The male element has held high carnival thus far; it has fairly run riot from the beginning, overpowering the feminine element everywhere, crushing out all the diviner qualities in human nature, until we know but little of true manhood and womanhood, of the latter comparatively nothing, for it has scarce been recognized as a power until within the last century. Society is but the reflection of man himself, untempered by woman’s thought; the hard iron rule we feel alike in the church, the state, and the home. No one need wonder at the disorganization, at the fragmentary condition of everything, when we remember that man, who represents but half a complete being, with but half an idea on every subject, has undertaken the absolute control of all sublunary matters.

People object to the demands of those whom they choose to call the strong-minded, because they say “the right of suffrage will make the women masculine.” That is just the difficulty in which we are involved today. Though disfranchised, we have few women in the best sense; we have simply so many reflections, varieties, and dilutions of the masculine gender. The strong, natural characteristics of womanhood are repressed and ignored in dependence, for so long as man feeds woman she will try to please the giver and adapt herself to his condition. To keep a foothold in society, woman must be as near like man as possible, reflect his ideas, opinions, virtues, motives, prejudices, and vices. She must respect his statutes, though they strip her of every inalienable right, and conflict with that higher law written by the finger of God on her own soul. She must look at everything from its dollar-and-cent point of view, or she is a mere romancer. She must accept things as they are and make the best of them. To mourn over the miseries of others, the poverty of the poor, their hardships in jails, prisons, asylums, the horrors of war, cruelty, and brutality in every form, all this would be mere sentimentalizing.
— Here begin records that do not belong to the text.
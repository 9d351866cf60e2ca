//! Java properties parsing with the Spring Boot extensions.
//!
//! Beyond the classic format (`key=value` / `key: value`, `#`/`!` comments,
//! `\` line continuations, `\uXXXX` escapes) this handles:
//!
//! - multi-document separators: a full `#---` or `!---` line splits the file
//!   into documents, mirroring YAML's `---`;
//! - `spring.config.activate.on-profile` as a per-document activation;
//! - dotted keys building nested mappings and `key[0]` index notation
//!   building sequences.
//!
//! Values are typed with the same heuristic used elsewhere in the crate:
//! bool, then integer, then float, then string.

use std::path::Path;

use crate::error::ResolverError;
use crate::model::{ConfigDocument, ConfigValue, Mapping};
use crate::parser::{self, ParsedFile};

/// Parse properties content into documents.
///
/// Invalid escape sequences (bad or truncated `\uXXXX`, surrogate code
/// points) are hard errors carrying file and line.
pub fn parse_properties(content: &str, source: &Path) -> Result<ParsedFile, ResolverError> {
    let mut sections: Vec<Vec<(usize, &str)>> = Vec::new();
    let mut current: Vec<(usize, &str)> = Vec::new();

    for (i, line) in content.lines().enumerate() {
        let trimmed = line.trim_end();
        if trimmed == "#---" || trimmed == "!---" {
            if !current.is_empty() {
                sections.push(std::mem::take(&mut current));
            }
        } else {
            current.push((i + 1, line));
        }
    }
    if !current.is_empty() {
        sections.push(current);
    }

    let mut parsed = ParsedFile::default();

    for (index, section) in sections.iter().enumerate() {
        let pairs = parse_section(section, source)?;
        let mut content_map = Mapping::new();
        for (key, value) in pairs {
            let segments = parse_key_path(&key);
            insert_into_map(
                &mut content_map,
                &segments,
                ConfigValue::from_scalar_str(&value),
            );
        }

        match parser::extract_activation(&mut content_map, source, index) {
            Ok((activation, on_cloud_platform)) => {
                if content_map.is_empty() && activation.is_none() {
                    continue;
                }
                let mut doc = ConfigDocument::new(content_map, source, index);
                doc.activation = activation;
                doc.on_cloud_platform = on_cloud_platform;
                parsed.documents.push(doc);
            }
            Err(warning) => parsed.warnings.push(warning),
        }
    }

    Ok(parsed)
}

/// Parse one document's lines into `(key, value)` pairs; a repeated key
/// takes its last value.
fn parse_section(
    lines: &[(usize, &str)],
    source: &Path,
) -> Result<Vec<(String, String)>, ResolverError> {
    let mut pairs: Vec<(String, String)> = Vec::new();
    let mut i = 0;

    while i < lines.len() {
        let (line_no, raw) = lines[i];
        let stripped = raw.trim();
        if stripped.is_empty() || stripped.starts_with('#') || stripped.starts_with('!') {
            i += 1;
            continue;
        }

        // Fold continuation lines into one logical line.
        let mut logical = stripped.to_string();
        while ends_with_odd_backslashes(&logical) && i + 1 < lines.len() {
            logical.pop();
            i += 1;
            logical.push_str(lines[i].1.trim());
        }
        if ends_with_odd_backslashes(&logical) {
            logical.pop();
        }
        i += 1;

        let (raw_key, raw_value) = split_property(&logical);
        if raw_key.is_empty() {
            continue;
        }
        let key = unescape(&raw_key, source, line_no)?;
        let value = unescape(&raw_value, source, line_no)?;

        match pairs.iter_mut().find(|(k, _)| *k == key) {
            Some(existing) => existing.1 = value,
            None => pairs.push((key, value)),
        }
    }

    Ok(pairs)
}

/// Split a logical line at the first unescaped `=`, `:`, or whitespace run.
fn split_property(line: &str) -> (String, String) {
    let chars: Vec<char> = line.chars().collect();
    let mut i = 0;
    let mut separator: Option<(usize, char)> = None;

    while i < chars.len() {
        let c = chars[i];
        if c == '\\' {
            i += 2;
            continue;
        }
        if c == '=' || c == ':' {
            separator = Some((i, c));
            break;
        }
        if c.is_whitespace() {
            separator = Some((i, ' '));
            break;
        }
        i += 1;
    }

    match separator {
        None => (line.trim().to_string(), String::new()),
        Some((idx, sep)) => {
            let key: String = chars[..idx].iter().collect();
            let mut value: String = chars[idx + 1..]
                .iter()
                .collect::<String>()
                .trim_start()
                .to_string();
            // "key = value" and "key : value" reached via the whitespace arm
            if sep == ' ' && (value.starts_with('=') || value.starts_with(':')) {
                value = value[1..].trim_start().to_string();
            }
            (key.trim().to_string(), value)
        }
    }
}

fn ends_with_odd_backslashes(s: &str) -> bool {
    s.chars().rev().take_while(|c| *c == '\\').count() % 2 == 1
}

fn unescape(s: &str, source: &Path, line: usize) -> Result<String, ResolverError> {
    let chars: Vec<char> = s.chars().collect();
    let mut out = String::with_capacity(s.len());
    let mut i = 0;

    while i < chars.len() {
        if chars[i] == '\\' && i + 1 < chars.len() {
            match chars[i + 1] {
                'n' => out.push('\n'),
                't' => out.push('\t'),
                'r' => out.push('\r'),
                'f' => out.push('\u{000C}'),
                '\\' => out.push('\\'),
                'u' => {
                    if i + 5 >= chars.len() {
                        return Err(escape_error(source, line, "truncated \\u escape"));
                    }
                    let hex: String = chars[i + 2..i + 6].iter().collect();
                    let code = u32::from_str_radix(&hex, 16).map_err(|_| {
                        escape_error(source, line, &format!("invalid \\u escape '\\u{hex}'"))
                    })?;
                    let ch = char::from_u32(code).ok_or_else(|| {
                        escape_error(source, line, &format!("invalid \\u escape '\\u{hex}'"))
                    })?;
                    out.push(ch);
                    i += 6;
                    continue;
                }
                other => out.push(other),
            }
            i += 2;
        } else {
            out.push(chars[i]);
            i += 1;
        }
    }

    Ok(out)
}

fn escape_error(source: &Path, line: usize, message: &str) -> ResolverError {
    ResolverError::Parse {
        path: source.to_path_buf(),
        line,
        message: message.to_string(),
    }
}

#[derive(Debug, Clone, PartialEq)]
enum Segment {
    Key(String),
    Index(usize),
}

/// Parse a dotted key into segments, handling `[n]` index notation:
/// `server.hosts[0].name` → `[Key(server), Key(hosts), Index(0), Key(name)]`.
fn parse_key_path(key: &str) -> Vec<Segment> {
    let mut segments = Vec::new();
    let mut current = String::new();
    let chars: Vec<char> = key.chars().collect();
    let mut i = 0;

    while i < chars.len() {
        match chars[i] {
            '.' => {
                if !current.is_empty() {
                    segments.push(Segment::Key(std::mem::take(&mut current)));
                }
            }
            '[' => {
                if !current.is_empty() {
                    segments.push(Segment::Key(std::mem::take(&mut current)));
                }
                match chars[i + 1..].iter().position(|c| *c == ']') {
                    Some(offset) => {
                        let inner: String = chars[i + 1..i + 1 + offset].iter().collect();
                        match inner.parse::<usize>() {
                            Ok(index) => segments.push(Segment::Index(index)),
                            // non-numeric bracket content stays literal
                            Err(_) => current.push_str(&format!("[{inner}]")),
                        }
                        i += offset + 1;
                    }
                    None => current.push('['),
                }
            }
            c => current.push(c),
        }
        i += 1;
    }
    if !current.is_empty() {
        segments.push(Segment::Key(current));
    }

    segments
}

fn insert_into_map(map: &mut Mapping, segments: &[Segment], value: ConfigValue) {
    match segments {
        [] => {}
        [Segment::Key(key)] => {
            map.insert(key.clone(), value);
        }
        [Segment::Key(key), rest @ ..] => {
            let node = map.entry(key.clone()).or_insert_with(|| match rest[0] {
                Segment::Index(_) => ConfigValue::Seq(Vec::new()),
                Segment::Key(_) => ConfigValue::Map(Mapping::new()),
            });
            insert_into_node(node, rest, value);
        }
        // an index at the root has nothing to attach to
        [Segment::Index(_), ..] => {}
    }
}

fn insert_into_node(node: &mut ConfigValue, segments: &[Segment], value: ConfigValue) {
    match segments {
        [] => *node = value,
        [Segment::Key(_), ..] => {
            if !node.is_map() {
                *node = ConfigValue::Map(Mapping::new());
            }
            if let ConfigValue::Map(map) = node {
                insert_into_map(map, segments, value);
            }
        }
        [Segment::Index(index), rest @ ..] => {
            if !node.is_seq() {
                *node = ConfigValue::Seq(Vec::new());
            }
            if let ConfigValue::Seq(items) = node {
                while items.len() <= *index {
                    items.push(ConfigValue::Null);
                }
                if rest.is_empty() {
                    items[*index] = value;
                } else {
                    insert_into_node(&mut items[*index], rest, value);
                }
            }
        }
    }
}
//! Request signatures expected by the vendor's mobile backend.
//!
//! Both signatures are HMAC-SHA256 over a lowercase, underscore-joined
//! message, base64-encoded. They are pure functions of their inputs so a
//! fixed secret and timestamp always reproduce the same headers.

use base64::{Engine as _, engine::general_purpose};
use hmac::{Hmac, Mac};
use sha2::Sha256;

type HmacSha256 = Hmac<Sha256>;

/// Header carrying the primary signature.
pub const PRIMARY_HEADER: &str = "x-hash";
/// Header carrying the secondary signature.
pub const SECONDARY_HEADER: &str = "x-hash-2";
/// Header carrying the millisecond timestamp both signatures were made with.
pub const TIMESTAMP_HEADER: &str = "x-timestamp";

/// Normalizes a request path for signing and forwarding.
///
/// Strips the query string, collapses duplicate slashes, drops a trailing
/// slash and enforces exactly one leading slash. Idempotent.
pub fn normalize_path(path: &str) -> String {
    let without_query = path.split(['?', '#']).next().unwrap_or_default();
    let segments: Vec<&str> = without_query.split('/').filter(|s| !s.is_empty()).collect();
    format!("/{}", segments.join("/"))
}

fn hmac_base64(key: &[u8], message: &str) -> String {
    // HMAC accepts any key length
    let mut mac = HmacSha256::new_from_slice(key).expect("HMAC can take key of any size");
    mac.update(message.as_bytes());
    general_purpose::STANDARD.encode(mac.finalize().into_bytes())
}

/// Computes the primary `X-HASH` signature.
///
/// Message: `method_path[_vehicleId]_secret_timestamp`, lowercased.
pub fn compute_signature(
    method: &str,
    path: &str,
    vehicle_id: Option<&str>,
    secret: &str,
    timestamp_ms: i64,
) -> String {
    let path = normalize_path(path);
    let timestamp = timestamp_ms.to_string();

    let mut parts: Vec<&str> = vec![method, &path];
    if let Some(vin) = vehicle_id.filter(|v| !v.is_empty()) {
        parts.push(vin);
    }
    parts.push(secret);
    parts.push(&timestamp);

    hmac_base64(secret.as_bytes(), &parts.join("_").to_lowercase())
}

/// Computes the secondary `X-HASH-2` signature.
///
/// Message: `platform[_vehicleId]_playerId_path_method_timestamp`, lowercased,
/// where `path` has its leading slash removed and remaining slashes turned
/// into underscores.
pub fn compute_secondary_signature(
    platform: &str,
    vehicle_id: Option<&str>,
    player_id: &str,
    path: &str,
    method: &str,
    secret: &str,
    timestamp_ms: i64,
) -> String {
    let path = normalize_path(path);
    let flat_path = path.trim_start_matches('/').replace('/', "_");
    let timestamp = timestamp_ms.to_string();

    let mut parts: Vec<&str> = vec![platform];
    if let Some(vin) = vehicle_id.filter(|v| !v.is_empty()) {
        parts.push(vin);
    }
    parts.push(player_id);
    parts.push(&flat_path);
    parts.push(method);
    parts.push(&timestamp);

    hmac_base64(secret.as_bytes(), &parts.join("_").to_lowercase())
}

/// The three headers attached to a signed vendor call.
#[derive(Debug, Clone, PartialEq, Eq)]
pub struct SignedHeaders {
    pub primary: String,
    pub secondary: String,
    pub timestamp_ms: i64,
}

/// Secrets and identity used to sign calls.
pub struct Signer<'a> {
    pub primary_secret: &'a str,
    pub secondary_secret: &'a str,
    pub platform: &'a str,
}

impl Signer<'_> {
    /// Signs one request. `vehicle_id` must be exactly what is sent in
    /// `x-vin-code`, or `None` when that header is absent.
    pub fn sign(
        &self,
        method: &str,
        path: &str,
        vehicle_id: Option<&str>,
        player_id: &str,
        timestamp_ms: i64,
    ) -> SignedHeaders {
        SignedHeaders {
            primary: compute_signature(method, path, vehicle_id, self.primary_secret, timestamp_ms),
            secondary: compute_secondary_signature(
                self.platform,
                vehicle_id,
                player_id,
                path,
                method,
                self.secondary_secret,
                timestamp_ms,
            ),
            timestamp_ms,
        }
    }
}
To protest against the intrigue, bribery, and corruption of public life, to desire that her sons might follow some business that did not involve lying, cheating, and a hard, grinding selfishness, would be arrant nonsense.

In this way man has been molding woman to his ideas by direct and positive influences, while she, if not a negation, has used indirect means
to control him, and in most cases developed the very characteristics both in him and herself that needed repression. And now man himself stands appalled at the results of his own excesses, and mourns in bitterness that falsehood, selfishness, and violence are the law of life. The need of this hour is not territory, gold mines, railroads, or specie payments but a new evangel of womanhood, to exalt purity, virtue, morality, true religion, to lift man up into the higher realms of thought and action.
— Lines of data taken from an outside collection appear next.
use std::sync::Arc;

use chrono::Utc;

use super::error::ClientError;
use super::storage::LocalStore;
use crate::models::session::{SESSION_META_COOKIE, SessionMetadata};
use crate::sync::store::Store;

/// What the dashboard knows about the signed-in user.
#[derive(Debug, Clone, PartialEq, Default)]
pub struct AuthState {
    pub authenticated: bool,
    pub region: Option<String>,
    pub vin: Option<String>,
    pub user_id: Option<String>,
    /// Set when a session ended underneath the user and they must sign in.
    pub login_required: bool,
}

/// Client half of the session: the persisted [`SessionMetadata`] record and
/// the auth state derived from it.
///
/// Several managers may share one [`LocalStore`] (one per open view). A
/// change made by one is picked up by the others through
/// [`SessionManager::handle_storage_event`].
pub struct SessionManager {
    storage: Arc<dyn LocalStore>,
    auth: Store<AuthState>,
}

impl SessionManager {
    pub fn new(storage: Arc<dyn LocalStore>) -> Self {
        let manager = Self {
            storage,
            auth: Store::default(),
        };
        manager.sync_auth_state();
        manager
    }

    pub fn auth(&self) -> &Store<AuthState> {
        &self.auth
    }

    /// Loads the stored record. Expired or unreadable records are purged.
    pub fn restore_session(&self) -> Option<SessionMetadata> {
        let raw = self.storage.get(SESSION_META_COOKIE)?;

        let Ok(metadata) = sonic_rs::from_str::<SessionMetadata>(&raw) else {
            tracing::warn!("⚠️ Stored session is unreadable, purging it");
            self.storage.remove(SESSION_META_COOKIE);
            return None;
        };

        if metadata.is_expired(Utc::now()) {
            tracing::info!("⌛ Stored session expired at {}, purging it", metadata.expires_at);
            self.storage.remove(SESSION_META_COOKIE);
            return None;
        }

        Some(metadata)
    }

    pub fn save(&self, metadata: &SessionMetadata) -> Result<(), ClientError> {
        let raw = sonic_rs::to_string(metadata).map_err(|e| ClientError::Storage(e.to_string()))?;
        self.storage.set(SESSION_META_COOKIE, &raw)?;
        self.sync_auth_state();
        Ok(())
    }

    /// Records the vehicle and vendor user the session is working with.
    pub fn set_active_vehicle(
        &self,
        vin: Option<String>,
        user_id: Option<String>,
    ) -> Result<(), ClientError> {
        let Some(mut metadata) = self.restore_session() else {
            return Ok(());
        };
        metadata.vin = vin;
        if user_id.is_some() {
            metadata.user_id = user_id;
        }
        self.save(&metadata)
    }

    /// Removes the record after a deliberate sign-out.
    pub fn clear(&self) {
        self.storage.remove(SESSION_META_COOKIE);
        self.sync_auth_state();
    }

    /// Removes the record because the vendor no longer honours the session.
    pub fn expire(&self) {
        self.storage.remove(SESSION_META_COOKIE);
        self.auth.set(AuthState {
            login_required: true,
            ..AuthState::default()
        });
    }

    /// Re-derives the auth state when another view changed `key`.
    pub fn handle_storage_event(&self, key: &str) {
        if key == SESSION_META_COOKIE {
            tracing::debug!("🔄 Session record changed elsewhere, resyncing");
            self.sync_auth_state();
        }
    }

    /// Publishes the auth state implied by the stored record and returns
    /// whether it is authenticated.
    pub fn sync_auth_state(&self) -> bool {
        let next = match self.restore_session() {
            Some(metadata) => AuthState {
                authenticated: true,
                region: Some(metadata.region),
                vin: metadata.vin,
                user_id: metadata.user_id,
                login_required: false,
            },
            None => AuthState::default(),
        };
        let authenticated = next.authenticated;
        self.auth.set(next);
        authenticated
    }
}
We ask woman’s enfranchisement, as the first step toward the recognition of that essential element in government that can only secure the health, strength, and prosperity of the nation. Whatever is done to lift woman to her true position will help to usher in a new day of peace and perfection for the race.
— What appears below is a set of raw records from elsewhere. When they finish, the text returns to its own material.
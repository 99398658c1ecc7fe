use std::collections::HashMap;

use chrono::{DateTime, Utc};
use serde::{Deserialize, Serialize};
use serde_json::Value;

use crate::models::lenient::{self, value_as_bool, value_as_f64, value_as_string};

/// An (object, instance, resource) triple addressing one telemetry value.
#[derive(Debug, Clone, PartialEq, Eq, Hash, Serialize, Deserialize)]
#[serde(rename_all = "camelCase")]
pub struct ResourceId {
    pub object_id: String,
    pub instance_id: String,
    pub resource_id: String,
}

impl ResourceId {
    pub fn new(object: &str, instance: &str, resource: &str) -> Self {
        Self {
            object_id: object.to_string(),
            instance_id: instance.to_string(),
            resource_id: resource.to_string(),
        }
    }

    /// Parses `/object/instance/resource`.
    pub fn parse(path: &str) -> Option<Self> {
        let parts: Vec<&str> = path.split('/').filter(|p| !p.is_empty()).collect();
        match parts.as_slice() {
            [o, i, r] => Some(Self::new(o, i, r)),
            _ => None,
        }
    }

    pub fn path(&self) -> String {
        format!("/{}/{}/{}", self.object_id, self.instance_id, self.resource_id)
    }
}

/// Static alias map: snapshot field name → resource triple.
pub const CORE_ALIASES: &[(&str, &str, &str, &str)] = &[
    ("battery_level", "34180", "1", "9"),
    ("range", "34180", "1", "10"),
    ("charging_status", "34183", "1", "7"),
    ("target_soc", "34183", "1", "11"),
    ("remaining_charging_time", "34183", "1", "12"),
    ("soh_percentage", "34220", "1", "2"),
    ("battery_health_12v", "34220", "1", "5"),
    ("battery_type", "34220", "1", "7"),
    ("battery_serial", "34220", "1", "8"),
    ("battery_manufacture_date", "34220", "1", "9"),
    ("odometer", "34199", "0", "3"),
    ("speed", "34188", "0", "1"),
    ("gear_position", "34187", "0", "1"),
    ("ignition_status", "34187", "0", "4"),
    ("handbrake_status", "34187", "0", "6"),
    ("latitude", "6", "0", "0"),
    ("longitude", "6", "0", "1"),
    ("heading", "6", "0", "6"),
    ("is_locked", "34213", "1", "1"),
    ("central_lock_status", "34213", "1", "2"),
    ("window_status", "34213", "1", "6"),
    ("door_fl", "34215", "1", "1"),
    ("door_fr", "34215", "2", "1"),
    ("door_rl", "34215", "3", "1"),
    ("door_rr", "34215", "4", "1"),
    ("trunk_status", "34215", "5", "1"),
    ("hood_status", "34215", "6", "1"),
    ("tire_pressure_fl", "34190", "1", "1"),
    ("tire_pressure_fr", "34190", "2", "1"),
    ("tire_pressure_rl", "34190", "3", "1"),
    ("tire_pressure_rr", "34190", "4", "1"),
    ("tire_temp_fl", "34190", "1", "2"),
    ("tire_temp_fr", "34190", "2", "2"),
    ("tire_temp_rl", "34190", "3", "2"),
    ("tire_temp_rr", "34190", "4", "2"),
    ("inside_temp", "34224", "1", "1"),
    ("outside_temp", "34224", "1", "2"),
    ("climate_driver_temp", "34224", "1", "3"),
    ("climate_passenger_temp", "34224", "1", "4"),
    ("fan_speed", "34224", "1", "5"),
    ("bms_version", "34196", "1", "1"),
    ("gateway_version", "34196", "2", "1"),
    ("mhu_version", "34196", "3", "1"),
    ("vcu_version", "34196", "4", "1"),
    ("bcm_version", "34196", "5", "1"),
    ("firmware_version", "34196", "6", "1"),
    ("tbox_version", "34196", "7", "1"),
    ("thermal_warning", "34234", "1", "1"),
    ("service_alert", "34234", "1", "2"),
];

/// Resources always requested even though the alias map does not name them.
pub const FALLBACK_RESOURCES: &[&str] = &[
    "/34180/1/9",
    "/34183/1/7",
    "/34199/0/3",
    "/6/0/0",
    "/6/0/1",
    "/34196/0/1",
    "/34234/1/3",
];

/// Builds the batch request list plus a path → field lookup.
///
/// Alias entries come first; fallback resources are appended only when
/// not already present.
pub fn core_request() -> (Vec<ResourceId>, HashMap<String, &'static str>) {
    let mut requests = Vec::with_capacity(CORE_ALIASES.len() + FALLBACK_RESOURCES.len());
    let mut path_to_field = HashMap::with_capacity(CORE_ALIASES.len());

    for &(field, o, i, r) in CORE_ALIASES {
        let id = ResourceId::new(o, i, r);
        path_to_field.insert(id.path(), field);
        requests.push(id);
    }

    for path in FALLBACK_RESOURCES {
        if let Some(id) = ResourceId::parse(path) {
            if !requests.contains(&id) {
                requests.push(id);
            }
        }
    }

    (requests, path_to_field)
}

/// One value from the vendor's raw telemetry array.
#[derive(Debug, Clone, PartialEq, Default, Serialize, Deserialize)]
#[serde(rename_all = "camelCase", default)]
pub struct TelemetryReading {
    #[serde(deserialize_with = "lenient::string_opt")]
    pub object_id: Option<String>,
    #[serde(deserialize_with = "lenient::string_opt")]
    pub instance_id: Option<String>,
    #[serde(deserialize_with = "lenient::string_opt")]
    pub resource_id: Option<String>,
    /// Some firmware reports `"<object>_<instance>_<resource>"` instead.
    pub device_key: Option<String>,
    pub value: Value,
    #[serde(deserialize_with = "lenient::epoch_ms")]
    pub last_modified_date: i64,
}

impl TelemetryReading {
    pub fn path(&self) -> Option<String> {
        match (&self.object_id, &self.instance_id, &self.resource_id) {
            (Some(o), Some(i), Some(r)) => Some(format!("/{}/{}/{}", o, i, r)),
            _ => self
                .device_key
                .as_deref()
                .map(|key| format!("/{}", key.replace('_', "/"))),
        }
    }
}

/// One row of the vendor's per-model alias catalog.
#[derive(Debug, Clone, PartialEq, Default, Serialize, Deserialize)]
#[serde(default)]
pub struct AliasEntry {
    pub alias: Option<String>,
    #[serde(rename = "resourceName")]
    pub resource_name: Option<String>,
    #[serde(rename = "devObjID", deserialize_with = "lenient::string_opt")]
    pub dev_obj_id: Option<String>,
    #[serde(rename = "devObjInstID", deserialize_with = "lenient::string_opt")]
    pub dev_obj_inst_id: Option<String>,
    #[serde(rename = "devRsrcID", deserialize_with = "lenient::string_opt")]
    pub dev_rsrc_id: Option<String>,
}

impl AliasEntry {
    /// The triple to request, or `None` when the entry has no device object.
    pub fn resource(&self) -> Option<ResourceId> {
        let object = self.dev_obj_id.as_deref().filter(|o| !o.is_empty())?;
        Some(ResourceId::new(
            object,
            self.dev_obj_inst_id.as_deref().unwrap_or("0"),
            self.dev_rsrc_id.as_deref().unwrap_or("0"),
        ))
    }
}

#[derive(Debug, Clone, PartialEq, Default, Serialize, Deserialize)]
pub struct Doors {
    pub front_left: bool,
    pub front_right: bool,
    pub rear_left: bool,
    pub rear_right: bool,
    pub trunk: bool,
    pub hood: bool,
}

#[derive(Debug, Clone, PartialEq, Default, Serialize, Deserialize)]
pub struct Tires {
    pub pressure_fl: Option<f64>,
    pub pressure_fr: Option<f64>,
    pub pressure_rl: Option<f64>,
    pub pressure_rr: Option<f64>,
    pub temp_fl: Option<f64>,
    pub temp_fr: Option<f64>,
    pub temp_rl: Option<f64>,
    pub temp_rr: Option<f64>,
}

#[derive(Debug, Clone, PartialEq, Default, Serialize, Deserialize)]
pub struct Climate {
    pub inside_temp: Option<f64>,
    pub outside_temp: Option<f64>,
    pub driver_temp: Option<f64>,
    pub passenger_temp: Option<f64>,
    pub fan_speed: Option<f64>,
}

#[derive(Debug, Clone, PartialEq, Default, Serialize, Deserialize)]
pub struct BatteryDetails {
    pub target_soc: Option<f64>,
    pub remaining_charging_time: Option<f64>,
    pub soh_percentage: Option<f64>,
    pub health_12v: Option<String>,
    pub battery_type: Option<String>,
    pub serial: Option<String>,
    pub manufacture_date: Option<String>,
}

#[derive(Debug, Clone, PartialEq, Default, Serialize, Deserialize)]
pub struct EcuVersions {
    pub bms: Option<String>,
    pub gateway: Option<String>,
    pub mhu: Option<String>,
    pub vcu: Option<String>,
    pub bcm: Option<String>,
    pub firmware: Option<String>,
    pub tbox: Option<String>,
}

/// Reverse-geocoding and weather data attached after the fact.
#[derive(Debug, Clone, PartialEq, Default, Serialize, Deserialize)]
pub struct Enrichment {
    pub location_address: Option<String>,
    pub weather_address: Option<String>,
    pub weather_temp: Option<f64>,
    pub weather_code: Option<i64>,
}

/// Live status of one vehicle.
///
/// `TelemetrySnapshot::neutral(vin)` is the clean slate every vehicle switch
/// starts from; all groups are replaced as a whole, never patched.
#[derive(Debug, Clone, PartialEq, Default, Serialize, Deserialize)]
pub struct TelemetrySnapshot {
    pub vin: String,
    pub battery_level: Option<f64>,
    pub range: Option<f64>,
    pub odometer: Option<f64>,
    pub speed: Option<f64>,
    pub charging: Option<bool>,
    pub latitude: Option<f64>,
    pub longitude: Option<f64>,
    pub heading: Option<f64>,
    pub gear_position: Option<String>,
    pub ignition_status: Option<String>,
    pub is_locked: Option<bool>,
    pub central_lock: Option<bool>,
    pub handbrake: Option<bool>,
    pub window_status: Option<String>,
    pub thermal_warning: Option<bool>,
    pub service_alert: Option<bool>,
    pub doors: Doors,
    pub tires: Tires,
    pub climate: Climate,
    pub battery: BatteryDetails,
    pub versions: EcuVersions,
    pub enrichment: Enrichment,
    pub last_updated: Option<DateTime<Utc>>,
}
In speaking of the masculine element, I do not wish to be understood to say that all men are hard, selfish, and brutal, for many of the most beautiful spirits the world has known have been clothed with manhood; but I refer to those characteristics, though often marked in woman, that distinguish what is called the stronger sex. For example, the love of acquisition and conquest, the very pioneers of civilization, when expended on the earth, the sea, the elements, the riches and forces of nature, are powers of destruction when used to subjugate one man to another or to sacrifice nations to ambition.

Here that great conservator of woman’s love, if permitted to assert itself, as it naturally would in freedom against oppression, violence, and war, would hold all these destructive forces in check, for woman knows the cost of life better than man does, and not with her consent would one drop of blood ever be shed, one life sacrificed in vain.

With violence and disturbance in the natural world, we see a constant effort to maintain an equilibrium of forces. Nature, like a loving mother, is ever trying to keep land and sea, mountain and valley, each in its place, to hush the angry winds and waves, balance the extremes of heat and cold, of rain and drought, that peace, harmony, and beauty may reign supreme. There is a striking analogy between matter and mind, and the present disorganization of society warns us that in the dethronement of woman we have let loose the elements of violence and ruin that she only has the power to curb. If the civilization of the age calls for an extension of the suffrage, surely a government of the most virtuous educated men and women would better represent the whole and protect the interests of all than could the representation of either sex alone.

Evangelist Sojourner Truth Speaks for Women’s Rights

“And ain’t I a woman? Look at me!”

Born a slave named Isabella, this American abolitionist received her freedom when New York State emancipated slaves in 1827. She moved to New York City, heard what she believed to be heavenly voices, and took the name Sojourner Truth in 1843, when she quit being a maidservant to become an evangelist. Her opening line was a stunner: “Children, I talk to God and God talks to me!”

Sojourner Truth traveled throughout the North (a “sojourner” stays only temporarily in one place) to spread a message that combined religious and abolitionist ideas. After a despondent speech by Frederick Douglass in 1850, she asked her frequent platform mate a question that still reverberates in theological circles: “Frederick, is God dead?” Although illiterate, this mother of five powerfully conveyed her equal-rights message in dialect, with plain words and commonsense reasoning, drawing on her own experiences to persuade listeners of her sincerity. During the Civil War, President Lincoln appointed her counselor to the freedmen of the capital.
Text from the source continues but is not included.